Pure play foundries like TSMC are transforming the MEMS landscape

The most recent report from market research firm IHS on the MEMS manufacturing industry underscores the pace and significance of this evolution. The report counts a dozen pure-play foundries now offering MEMS manufacturing services, a dramatic difference than a decade ago when MEMS manufacturing was done almost entirely in-house at captive MEMS suppliers.

The fabless model that has been so successful in the IC business is now gaining real traction in the MEMS world, with companies benefitting from the faster time to market and lower cost model that foundries can offer –  particularly smaller start-ups without the capital or expertise  – or desire – to do their own manufacturing.
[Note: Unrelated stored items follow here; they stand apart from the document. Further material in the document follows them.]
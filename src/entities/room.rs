use sea_orm::entity::prelude::*;

#[derive(Clone, Debug, PartialEq, DeriveEntityModel)]
#[sea_orm(table_name = "room")]
pub struct Model {
    #[sea_orm(primary_key, auto_increment = false)]
    pub cinema_name: String,
    #[sea_orm(primary_key, auto_increment = false)]
    pub number: i32,
    pub capacity: i32,
    /// ISO `YYYY-MM-DD`.
    pub construction_date: String,
}

#[derive(Copy, Clone, Debug, EnumIter, DeriveRelation)]
pub enum Relation {
    #[sea_orm(
        belongs_to = "super::cinema::Entity",
        from = "Column::CinemaName",
        to = "super::cinema::Column::Name",
        on_delete = "Cascade"
    )]
    Cinema,
}

impl Related<super::cinema::Entity> for Entity {
    fn to() -> RelationDef {
        Relation::Cinema.def()
    }
}

impl ActiveModelBehavior for ActiveModel {}
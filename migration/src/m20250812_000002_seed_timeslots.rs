use sea_orm_migration::prelude::*;

#[derive(DeriveMigrationName)]
pub struct Migration;

const SLOTS: [(&str, &str); 5] = [
    ("10:00:00", "12:00:00"),
    ("13:30:00", "15:30:00"),
    ("16:00:00", "18:00:00"),
    ("18:30:00", "20:30:00"),
    ("21:00:00", "23:00:00"),
];

#[async_trait::async_trait]
impl MigrationTrait for Migration {
    async fn up(&self, manager: &SchemaManager) -> Result<(), DbErr> {
        let mut insert = Query::insert();
        insert.into_table(Timeslot::Table).columns([Timeslot::StartTime, Timeslot::EndTime]);
        for (start, end) in SLOTS {
            insert.values_panic([start.into(), end.into()]);
        }
        manager.exec_stmt(insert).await?;
        Ok(())
    }

    async fn down(&self, manager: &SchemaManager) -> Result<(), DbErr> {
        let mut delete = Query::delete();
        delete.from_table(Timeslot::Table).cond_where(
            Expr::col(Timeslot::StartTime).is_in(SLOTS.iter().map(|(start, _)| *start)),
        );
        manager.exec_stmt(delete).await?;
        Ok(())
    }
}

#[derive(DeriveIden)]
enum Timeslot {
    Table,
    StartTime,
    EndTime,
}
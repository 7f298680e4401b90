pub mod cinema;
pub mod film;
pub mod room;
pub mod showtime;
pub mod timeslot;
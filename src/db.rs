use std::time::Duration;

use migration::{Migrator, MigratorTrait};
use sea_orm::{ConnectOptions, ConnectionTrait, Database, DatabaseConnection, Statement};
use tracing::info;

use crate::error::AppResult;

const PRAGMAS: [&str; 3] =
    ["PRAGMA journal_mode=WAL", "PRAGMA synchronous=NORMAL", "PRAGMA foreign_keys=ON"];

pub async fn connect_and_migrate(
    database_url: &str,
    max_connections: u32,
) -> AppResult<DatabaseConnection> {
    let mut opts = ConnectOptions::new(database_url);
    opts.max_connections(max_connections)
        .min_connections(1)
        .connect_timeout(Duration::from_secs(10))
        .sqlx_logging(false);
    let db = Database::connect(opts).await?;

    for pragma in PRAGMAS {
        db.execute(Statement::from_string(db.get_database_backend(), pragma.to_string())).await?;
    }

    Migrator::up(&db, None).await?;
    info!(url = %database_url, "database ready");
    Ok(db)
}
Indeed, InvenSense, which is something of the poster child for fabless MEMS, is cited in the IHS report as being one of the key factors in TSMC’s astonishing 200% growth rate in MEMs in the past year – growth which places them atop the MEMS foundry rankings with $53 million in revenues just from MEMS products (note that TSMC has only been in the MEMS game since 2008). Overall, the MEMS foundry business grew 23% from 2010 to 2011.
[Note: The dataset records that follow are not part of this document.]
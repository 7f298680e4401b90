use async_trait::async_trait;
use sea_orm::{DatabaseConnection, EntityTrait, QueryOrder};

use super::ReadRepository;
use crate::{entities::timeslot, error::AppResult, models::Timeslot};

/// Timeslots are reference data seeded by migration; there is no write path.
#[derive(Clone)]
pub struct TimeslotRepository {
    db: DatabaseConnection,
}

impl TimeslotRepository {
    pub fn new(db: DatabaseConnection) -> Self {
        Self { db }
    }
}

#[async_trait]
impl ReadRepository for TimeslotRepository {
    type Entity = Timeslot;
    type Id = i32;

    async fn get_all(&self) -> AppResult<Vec<Timeslot>> {
        let rows = timeslot::Entity::find()
            .order_by_asc(timeslot::Column::StartTime)
            .all(&self.db)
            .await?;
        rows.into_iter().map(to_timeslot).collect()
    }

    async fn get_by_id(&self, id: &i32) -> AppResult<Option<Timeslot>> {
        timeslot::Entity::find_by_id(*id).one(&self.db).await?.map(to_timeslot).transpose()
    }
}

pub(super) fn to_timeslot(row: timeslot::Model) -> AppResult<Timeslot> {
    Ok(Timeslot { id: row.id, start_time: row.start_time.parse()?, end_time: row.end_time.parse()? })
}
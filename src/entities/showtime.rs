use sea_orm::entity::prelude::*;

#[derive(Clone, Debug, PartialEq, DeriveEntityModel)]
#[sea_orm(table_name = "showtime")]
pub struct Model {
    #[sea_orm(primary_key)]
    pub id: i32,
    #[sea_orm(column_type = "Double")]
    pub price: f64,
    pub show_date: String,
    pub film_id: i32,
    pub room_cinema_name: String,
    pub room_number: i32,
    pub timeslot_id: i32,
}

#[derive(Copy, Clone, Debug, EnumIter, DeriveRelation)]
pub enum Relation {
    #[sea_orm(
        belongs_to = "super::film::Entity",
        from = "Column::FilmId",
        to = "super::film::Column::Id"
    )]
    Film,
    #[sea_orm(
        belongs_to = "super::timeslot::Entity",
        from = "Column::TimeslotId",
        to = "super::timeslot::Column::Id"
    )]
    Timeslot,
}

impl Related<super::film::Entity> for Entity {
    fn to() -> RelationDef {
        Relation::Film.def()
    }
}

impl Related<super::timeslot::Entity> for Entity {
    fn to() -> RelationDef {
        Relation::Timeslot.def()
    }
}

impl ActiveModelBehavior for ActiveModel {}
use jiff::civil::{Date, Time};
use serde::{Deserialize, Serialize};
use validator::Validate;

/// Identity of a room: its cinema plus its number within that cinema.
#[derive(Clone, Debug, Eq, Hash, Ord, PartialEq, PartialOrd, Serialize, Deserialize)]
pub struct RoomKey {
    pub cinema_name: String,
    pub number: i32,
}

impl RoomKey {
    pub fn new(cinema_name: impl Into<String>, number: i32) -> Self {
        Self { cinema_name: cinema_name.into(), number }
    }
}

impl std::fmt::Display for RoomKey {
    fn fmt(&self, f: &mut std::fmt::Formatter<'_>) -> std::fmt::Result {
        write!(f, "room {} of cinema {}", self.number, self.cinema_name)
    }
}

#[derive(Clone, Debug, PartialEq, Serialize, Deserialize, Validate)]
pub struct Cinema {
    #[validate(length(min = 2, max = 100))]
    pub name: String,
    #[validate(length(max = 200))]
    pub street: Option<String>,
    #[validate(range(min = 1, max = 9999))]
    pub street_number: i32,
}

#[derive(Clone, Debug, PartialEq, Serialize, Deserialize, Validate)]
pub struct Room {
    #[serde(default)]
    #[validate(length(min = 1, max = 100))]
    pub cinema_name: String,
    #[serde(default)]
    #[validate(range(min = 1, max = 999))]
    pub number: i32,
    #[validate(range(min = 1, max = 1000))]
    pub capacity: i32,
    pub construction_date: Date,
}

impl Room {
    pub fn key(&self) -> RoomKey {
        RoomKey::new(self.cinema_name.clone(), self.number)
    }
}

#[derive(Clone, Debug, PartialEq, Serialize, Deserialize, Validate)]
pub struct Film {
    #[serde(default)]
    pub id: i32,
    #[serde(default)]
    #[validate(length(max = 100))]
    pub title: String,
    #[validate(range(min = 1800, max = 2100))]
    pub year: i32,
    #[validate(length(min = 1, max = 50))]
    pub genre: String,
}

#[derive(Clone, Debug, PartialEq, Serialize, Deserialize)]
pub struct Timeslot {
    pub id: i32,
    pub start_time: Time,
    pub end_time: Time,
}

/// A screening as written to the store: references are carried by key.
#[derive(Clone, Debug, PartialEq, Serialize, Deserialize, Validate)]
pub struct Showtime {
    #[serde(default)]
    pub id: i32,
    #[validate(range(min = 0.01, max = 999.99))]
    pub price: f64,
    pub show_date: Date,
    #[serde(default)]
    pub film_id: i32,
    pub room: RoomKey,
    pub timeslot_id: i32,
}

/// A screening as read back, with film, room and timeslot resolved.
#[derive(Clone, Debug, PartialEq, Serialize)]
pub struct ShowtimeDetails {
    pub id: i32,
    pub price: f64,
    pub show_date: Date,
    pub film: Film,
    pub room: Room,
    pub timeslot: Timeslot,
}

#[derive(Clone, Debug, Default, Deserialize)]
pub struct CinemaFilter {
    pub search: Option<String>,
}

#[derive(Clone, Debug, Default, Deserialize)]
pub struct RoomFilter {
    #[serde(default)]
    pub cinema_name: String,
    pub number: Option<i32>,
    pub capacity_min: Option<i32>,
    pub capacity_max: Option<i32>,
    pub built_from: Option<Date>,
    pub built_to: Option<Date>,
}

impl RoomFilter {
    pub fn for_cinema(cinema_name: impl Into<String>) -> Self {
        Self { cinema_name: cinema_name.into(), ..Self::default() }
    }
}

#[derive(Clone, Debug, Default, Deserialize)]
pub struct FilmFilter {
    pub title: Option<String>,
    pub genre: Option<String>,
    pub year: Option<i32>,
}

#[derive(Clone, Debug, Default, Deserialize)]
pub struct ShowtimeFilter {
    pub cinema_name: Option<String>,
    pub room_number: Option<i32>,
    pub film_id: Option<i32>,
    pub film_title: Option<String>,
    pub show_date: Option<Date>,
    /// Timeslot starts at or after this time.
    pub start_time: Option<Time>,
    /// Timeslot ends at or before this time.
    pub end_time: Option<Time>,
}

/// Storage form of a date; lexical order matches calendar order.
pub fn date_key(date: Date) -> String {
    date.strftime("%Y-%m-%d").to_string()
}

pub fn time_key(time: Time) -> String {
    time.strftime("%H:%M:%S").to_string()
}

/// Case-insensitive substring test that also folds non-ASCII letters.
pub fn contains_ignore_case(haystack: &str, needle: &str) -> bool {
    haystack.to_lowercase().contains(&needle.to_lowercase())
}

/// Trimmed, non-empty search text.
pub fn search_term(term: Option<&str>) -> Option<&str> {
    term.map(str::trim).filter(|t| !t.is_empty())
}

#[cfg(test)]
mod tests {
    use jiff::civil::{date, time};
    use validator::Validate;

    use super::*;

    #[test]
    fn keys_sort_like_their_values() {
        assert_eq!(date_key(date(2025, 3, 7)), "2025-03-07");
        assert_eq!(time_key(time(9, 5, 0, 0)), "09:05:00");
        assert!(date_key(date(2025, 3, 7)) < date_key(date(2025, 11, 1)));
        assert!(time_key(time(9, 0, 0, 0)) < time_key(time(14, 0, 0, 0)));
    }

    #[test]
    fn case_folding_covers_accents() {
        assert!(contains_ignore_case("Pathé Wepler", "PATHÉ"));
        assert!(!contains_ignore_case("UGC", "pathé"));
    }

    #[test]
    fn room_keys_compare_by_value() {
        assert_eq!(RoomKey::new("UGC", 3), RoomKey::new("UGC".to_string(), 3));
        assert_ne!(RoomKey::new("UGC", 3), RoomKey::new("UGC", 4));
    }

    #[test]
    fn blank_search_terms_are_dropped() {
        assert_eq!(search_term(None), None);
        assert_eq!(search_term(Some("   ")), None);
        assert_eq!(search_term(Some(" Pathé ")), Some("Pathé"));
    }

    #[test]
    fn cinema_field_limits() {
        let mut cinema =
            Cinema { name: "Pathé".to_string(), street: None, street_number: 12 };
        assert!(cinema.validate().is_ok());

        cinema.name = "P".to_string();
        assert!(cinema.validate().is_err());

        cinema.name = "Pathé".to_string();
        cinema.street_number = 0;
        assert!(cinema.validate().is_err());
    }

    #[test]
    fn showtime_price_limits() {
        let mut showtime = Showtime {
            id: 0,
            price: 0.01,
            show_date: date(2030, 1, 1),
            film_id: 1,
            room: RoomKey::new("UGC", 1),
            timeslot_id: 1,
        };
        assert!(showtime.validate().is_ok());

        showtime.price = 1000.0;
        assert!(showtime.validate().is_err());
    }
}
use sea_orm_migration::prelude::*;

#[async_std::main]
async fn main() {
    cli::run_cli(migration::Migrator).await;
}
The emergence of the foundry model in MEMS is ushering in a new era which will see the traditional concept of ‘one process, one product’ all but fade away. That model, once necessary because of a lack of any other options, is proving to be too expensive and time-consuming to meet the modern-day needs of MEMS customers. Yes, the top tier suppliers like ST, TI and Analog Devices continue to hold their own with their internal fabrication processes (although even they are looking toward fab-lite models to reduce their overhead and augment capacity). But with heavyweight foundries like TSMC and Global Foundries (which saw MEMS revenues grow 178% last year), along with specialty manufacturing suppliers like Silex and Teldyne Dalsa, offering capacity and expertise to smaller and nimble MEMs developers targeting specific and novel applications, we can expect even further growth from foundries.

There’s even more good news for foundries: MEMS can leverage excess available capacity in many older 8 inch wafer fabs and mature process technologies. They can also put to use equipment still needing to be amortized. That’s not to say that the MEMS foundries aren’t just doing the ‘easy stuff’ – they are pushing the lading edge, with successful development of devices such as 3-axis gyroscopes, 6-axis inertial measurement units (IMU) and optical MEMS, as well as specialty process technique like on through-silicon via (TSV) technology.
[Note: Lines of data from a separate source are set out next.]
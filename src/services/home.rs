use std::collections::{BTreeMap, HashMap};

use jiff::civil::Date;
use serde::{Deserialize, Serialize};
use tracing::{debug, warn};

use super::{CinemaService, FilmService, PaginatedService, ShowtimeService};
use crate::{
    error::AppResult,
    models::{Cinema, Film, FilmFilter, ShowtimeDetails, ShowtimeFilter, search_term},
    pagination::PaginationParams,
};

const FEATURED_FILMS: usize = 10;
const FILM_SEARCH_LIMIT: u32 = 50;

#[derive(Clone, Debug, Default, Deserialize)]
pub struct HomeQuery {
    pub search_type: Option<String>,
    pub search_cinema: Option<String>,
    pub search_film: Option<String>,
    pub cinema_name: Option<String>,
}

#[derive(Clone, Debug, Serialize)]
pub struct CinemaShowtimes {
    pub cinema: Cinema,
    pub showtimes: Vec<ShowtimeDetails>,
}

#[derive(Clone, Debug, Serialize)]
pub struct FilmShowtimes {
    pub film: Film,
    pub cinemas: Vec<CinemaShowtimes>,
}

#[derive(Clone, Debug, Serialize)]
pub struct FilmSchedule {
    pub film: Film,
    pub showtimes: Vec<ShowtimeDetails>,
}

#[derive(Clone, Debug, Serialize)]
pub struct CinemaSchedule {
    pub cinema: Cinema,
    pub films: Vec<FilmSchedule>,
}

#[derive(Clone, Debug, Serialize)]
#[serde(tag = "search_type", rename_all = "snake_case")]
pub enum HomePage {
    Cinema { search: Option<String>, cinemas: Vec<Cinema> },
    Film { search: Option<String>, films: Vec<FilmShowtimes> },
    Today { date: Date, cinemas: Vec<CinemaSchedule> },
}

/// Visitor-facing catalogue: cinema search, showtimes per film, and today's programme.
#[derive(Clone)]
pub struct HomeService {
    cinemas: CinemaService,
    films: FilmService,
    showtimes: ShowtimeService,
}

impl HomeService {
    pub fn new(cinemas: CinemaService, films: FilmService, showtimes: ShowtimeService) -> Self {
        Self { cinemas, films, showtimes }
    }

    /// Unknown or missing `search_type` falls back to the cinema search.
    pub async fn home(&self, query: &HomeQuery, today: Date) -> AppResult<HomePage> {
        let search_type = query.search_type.as_deref().map(str::to_lowercase);
        match search_type.as_deref() {
            Some("film") => Ok(HomePage::Film {
                search: query.search_film.clone(),
                films: self.film_showtimes(query.search_film.as_deref()).await?,
            }),
            Some("today") => Ok(HomePage::Today {
                date: today,
                cinemas: self.today_showtimes(query.cinema_name.as_deref(), today).await?,
            }),
            _ => Ok(HomePage::Cinema {
                search: query.search_cinema.clone(),
                cinemas: self.search_cinemas(query.search_cinema.as_deref()).await?,
            }),
        }
    }

    pub async fn search_cinemas(&self, term: Option<&str>) -> AppResult<Vec<Cinema>> {
        self.cinemas.get_all_cinemas(term).await
    }

    /// Without a term: the first films in catalogue order. With one: up to fifty title
    /// matches. Each film carries its showtimes grouped by cinema.
    pub async fn film_showtimes(&self, term: Option<&str>) -> AppResult<Vec<FilmShowtimes>> {
        let films: Vec<Film> = match search_term(term) {
            None => self.films.get_all().await?.into_iter().take(FEATURED_FILMS).collect(),
            Some(title) => {
                let filter = FilmFilter { title: Some(title.to_string()), ..Default::default() };
                let params = PaginationParams { page_index: 1, page_size: FILM_SEARCH_LIMIT };
                self.films.get_all_paginated_and_filtered(params, &filter).await?.items
            },
        };
        if films.is_empty() {
            return Ok(Vec::new());
        }

        let cinemas = self.cinema_index().await?;
        let mut by_film: HashMap<i32, Vec<ShowtimeDetails>> = HashMap::new();
        for showtime in self.showtimes.get_all().await? {
            by_film.entry(showtime.film.id).or_default().push(showtime);
        }

        let out: Vec<FilmShowtimes> = films
            .into_iter()
            .map(|film| {
                let showtimes = by_film.remove(&film.id).unwrap_or_default();
                let cinemas = group_by_cinema(showtimes, &cinemas)
                    .into_iter()
                    .map(|(cinema, showtimes)| CinemaShowtimes { cinema, showtimes })
                    .collect();
                FilmShowtimes { film, cinemas }
            })
            .collect();

        debug!(term = ?term, films = out.len(), "film showtimes");
        Ok(out)
    }

    /// Showtimes on `today`, grouped by cinema then film. `cinema_name` narrows to one
    /// cinema, compared without regard to case.
    pub async fn today_showtimes(
        &self,
        cinema_name: Option<&str>,
        today: Date,
    ) -> AppResult<Vec<CinemaSchedule>> {
        let filter = ShowtimeFilter { show_date: Some(today), ..Default::default() };
        let mut showtimes = self.showtimes.get_all_with_filters(&filter).await?;
        if let Some(name) = search_term(cinema_name) {
            let name = name.to_lowercase();
            showtimes.retain(|s| s.room.cinema_name.to_lowercase() == name);
        }

        let cinemas = self.cinema_index().await?;
        let out: Vec<CinemaSchedule> = group_by_cinema(showtimes, &cinemas)
            .into_iter()
            .map(|(cinema, showtimes)| CinemaSchedule { cinema, films: group_by_film(showtimes) })
            .collect();

        debug!(date = %today, cinemas = out.len(), "today's showtimes");
        Ok(out)
    }

    async fn cinema_index(&self) -> AppResult<HashMap<String, Cinema>> {
        Ok(self.cinemas.get_all().await?.into_iter().map(|c| (c.name.clone(), c)).collect())
    }
}

/// Groups ordered by cinema name; each group keeps the input order of its showtimes.
fn group_by_cinema(
    showtimes: Vec<ShowtimeDetails>,
    cinemas: &HashMap<String, Cinema>,
) -> Vec<(Cinema, Vec<ShowtimeDetails>)> {
    let mut groups: BTreeMap<String, Vec<ShowtimeDetails>> = BTreeMap::new();
    for showtime in showtimes {
        groups.entry(showtime.room.cinema_name.clone()).or_default().push(showtime);
    }

    groups
        .into_iter()
        .filter_map(|(name, showtimes)| match cinemas.get(&name) {
            Some(cinema) => Some((cinema.clone(), showtimes)),
            None => {
                warn!(cinema = %name, "showtimes for unknown cinema skipped");
                None
            },
        })
        .collect()
}

/// Films ordered by title, showtimes by timeslot start.
fn group_by_film(showtimes: Vec<ShowtimeDetails>) -> Vec<FilmSchedule> {
    let mut groups: HashMap<i32, FilmSchedule> = HashMap::new();
    for showtime in showtimes {
        groups
            .entry(showtime.film.id)
            .or_insert_with(|| FilmSchedule { film: showtime.film.clone(), showtimes: Vec::new() })
            .showtimes
            .push(showtime);
    }

    let mut films: Vec<FilmSchedule> = groups.into_values().collect();
    for film in &mut films {
        film.showtimes.sort_by_key(|s| (s.timeslot.start_time, s.id));
    }
    films.sort_by(|a, b| a.film.title.cmp(&b.film.title).then(a.film.id.cmp(&b.film.id)));
    films
}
The ecosystem still needs to evolve more, with design tools from companies like Coventor critical to helping fuel growth by making MEMS design more efficient and automated. We, like many others, are also investing heavily in needed design ecosystem support, such as the development of PDKs, RDKs, reusable MEMS IP and reference flows to streamline the MEMS design process and make the handoff to manufacturing a reliable one.

But the bottom line from our viewpoint: the fabless model is happening now. Not only are we seeing continued adoption of our MEMS design tools by fabless MEMS companies, but the top four of Coventor’s foundry customers grew an average of 71% over the previous year, as they build PDKs, develop new processes and create MEMS-specific IP. We look forward to continuing our role in helping evolve this important aspect of the MEMS business.